A lot of people talk about doing more with less. That’s a serious logistics concern for Little Rock Air Force Base because we’ve been losing personnel.

We’ve already experienced a civilian hiring freeze and major cuts to our civilian positions. The loss of so many civilian staff members, who have provided continuity in the midst of deployments and reassignments, forces us to operate differently.

I’m trying to consolidate data from the six functional units, or "flights," I oversee into a single virtual platform. The goal is to create operational synergy that will help us better manage personnel, funding, and other resources. We’re like a business with many independent units trying to centralize its logistics functions to achieve economies of scale.

The project that earned me the Logistician of the Year award came about when I was assigned to the aerial operations flight in Little Rock. One of that unit’s jobs is building loads for flight crews to drop during training. A load is a structure built to simulate the weight and dimensions of a piece of cargo dropped from a plane to supply deployed troops. Customers asked us to produce more of those loads, but we didn’t have the resources to increase production.

As I investigated the problem, I found that the people in charge of scheduling the loads were double-booking, so different groups of trainees were competing for the range, and for the loads, at the same time.

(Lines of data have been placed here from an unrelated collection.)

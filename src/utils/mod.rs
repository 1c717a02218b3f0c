//! Shared utilities.

pub mod fs;
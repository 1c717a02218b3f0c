//! DMG Bundler - stages a macOS app bundle from a template and builds a
//! drag-to-install DMG installer image.

use std::process;

#[tokio::main]
async fn main() {
    // Initialize logging
    env_logger::init();

    // Run CLI and get exit code
    let exit_code = match dmg_bundler::cli::run().await {
        Ok(code) => code,
        Err(e) => {
            eprintln!("Error: {}", e);
            1
        }
    };

    process::exit(exit_code);
}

Members of each training unit were concerned that another unit would grab all the available loads, so they started padding their inventories and asking us to produce more.

Once I discovered that, the solution boiled down to getting the conflicting parties to work out their differences and manage their own inventories. By getting them to talk to one another, we were able to level the demand spikes.

Something I wrestle with a great deal in my work is the way military logistics strategies lag behind war-fighting capabilities. With today’s technology, our ability to engage the enemy is getting better all the time, and we need fewer resources to do it effectively.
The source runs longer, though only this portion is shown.